Traditional Wisdom to Survive the Japanese Summer

wind chime Customs

Spring brings cherry blossoms, fall comes with wonderfully colored leaves, and the Japanese summer heralds… sweltering heat and high humidity. While the summer in Japan definitely isn’t all bad, as it brings vibrant festivals, tasty summer foods, and a lively atmosphere, the heat can be oppressive. But fear not, as there are many ways to combat the worst of the warmth. Japan has its very own tricks to deal with summer heat, so let us introduce to you how to survive Japanese summer, Japanese-style!

Barley Tea

Barley tea’s bread-like flavor might take some getting used to at first, once you’ve had a cup of cold ‘mugicha’ a few times you’re sure to crave some more. It is refreshing in its own way, and it is proven to help your body fight heat fatigue. Barley tea can, in fact, help with cooling down your core body temperature. So it is no wonder that it is a staple in Japanese households’ fridges, especially in the summer.

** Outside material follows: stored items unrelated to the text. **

use crate::format::{format_period_label, format_value};
use crate::models::{Metric, PeriodPoint, PeriodSummary};

/// Peak, average and total of a series, or `None` when it is empty.
///
/// The peak is the first entry with the greatest value.
pub fn summarize(series: &[PeriodPoint]) -> Option<PeriodSummary> {
    let (first, rest) = series.split_first()?;

    let mut max = first;
    let mut total = first.value;
    for point in rest {
        if point.value > max.value {
            max = point;
        }
        total += point.value;
    }

    Some(PeriodSummary {
        max_period: max.period.clone(),
        max_value: max.value,
        avg_value: total / series.len() as f64,
        total_value: total,
    })
}

/// A summary rendered for display.
#[derive(Debug, Clone, PartialEq)]
pub struct SummaryDisplay {
    pub peak_period: String,
    pub peak_value: String,
    pub average: String,
    pub total: String,
}

impl SummaryDisplay {
    pub fn new(summary: &PeriodSummary, metric: Metric) -> Self {
        Self {
            peak_period: format_period_label(&summary.max_period),
            peak_value: format_value(summary.max_value, metric),
            average: format_value(summary.avg_value, metric),
            total: format_value(summary.total_value, metric),
        }
    }
}
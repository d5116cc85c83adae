//! Color keys and the color-to-property classification table.
//!
//! Property tables identify each property (region, country, terrain type) by
//! a packed color value. The color is purely a classification key taken from
//! the source image; it is never rendered.
use std::collections::HashMap;

#[cfg(feature = "serde")]
use serde::{Deserialize, Serialize};

use crate::error::{Error, Result};
use crate::raster::{PropertyIndex, MAX_PROPERTIES};

/// A packed color value used as a classification key.
#[derive(Clone, Copy, Debug, PartialEq, Eq, Hash)]
#[cfg_attr(feature = "serde", derive(Serialize, Deserialize))]
pub struct ColorKey(u32);

impl ColorKey {
    /// Creates a key from a packed `0xRRGGBB` value.
    pub const fn new(packed: u32) -> Self {
        Self(packed)
    }

    /// Creates a key from RGB components.
    pub const fn from_rgb(r: u8, g: u8, b: u8) -> Self {
        Self(((r as u32) << 16) | ((g as u32) << 8) | b as u32)
    }

    /// The packed value.
    pub const fn packed(self) -> u32 {
        self.0
    }
}

impl std::fmt::Display for ColorKey {
    fn fmt(&self, f: &mut std::fmt::Formatter<'_>) -> std::fmt::Result {
        write!(f, "#{:06X}", self.0)
    }
}

/// Exact-match lookup from a color key to a property index.
///
/// Built once from an ordered property table; the index of a color is its
/// position in that table. Construction fails if two entries share a color
/// or if the table exceeds [`MAX_PROPERTIES`] entries.
#[derive(Clone, Debug)]
pub struct ColorTable {
    by_color: HashMap<ColorKey, PropertyIndex>,
    len: usize,
}

impl ColorTable {
    /// Builds the table from property colors in table order.
    pub fn new<I>(colors: I) -> Result<Self>
    where
        I: IntoIterator<Item = ColorKey>,
    {
        let mut by_color = HashMap::new();
        let mut len = 0usize;
        for (position, color) in colors.into_iter().enumerate() {
            let index = PropertyIndex::new(position).ok_or(Error::TooManyProperties {
                count: position + 1,
                max: MAX_PROPERTIES,
            })?;
            if let Some(first) = by_color.insert(color, index) {
                return Err(Error::DuplicateColorKey {
                    color,
                    first: first.get(),
                    second: position,
                });
            }
            len = position + 1;
        }
        Ok(Self { by_color, len })
    }

    /// Number of properties in the table.
    pub fn len(&self) -> usize {
        self.len
    }

    pub fn is_empty(&self) -> bool {
        self.len == 0
    }

    /// Property index for an exact color match, or `None` if the color is
    /// absent from the table.
    pub fn index_of(&self, color: ColorKey) -> Option<PropertyIndex> {
        self.by_color.get(&color).copied()
    }
}
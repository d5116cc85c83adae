use std::time::Duration;

use criterion::Criterion;

pub const SAMPLE_SIZE: usize = 50;
pub const WARM_UP: Duration = Duration::from_millis(500);
pub const MEASUREMENT_TIME: Duration = Duration::from_secs(2);

pub fn default_criterion() -> Criterion {
    Criterion::default()
        .configure_from_args()
        .sample_size(SAMPLE_SIZE)
        .warm_up_time(WARM_UP)
        .measurement_time(MEASUREMENT_TIME)
}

There are other benefits to drinking barley tea as well; besides it not containing any calories and helping to reach or stay at a healthy weight, it has other proven health benefits. It improves blood circulation, helps your liver with detoxing, reduces bloating, and it is rich in antioxidants. The tea can even help you sleep as it contains melatonin! So if you are coming to Japan during the summer, look out for this bottle filled with goodness, barley tea is for sale everywhere from convenience stores to vending machines.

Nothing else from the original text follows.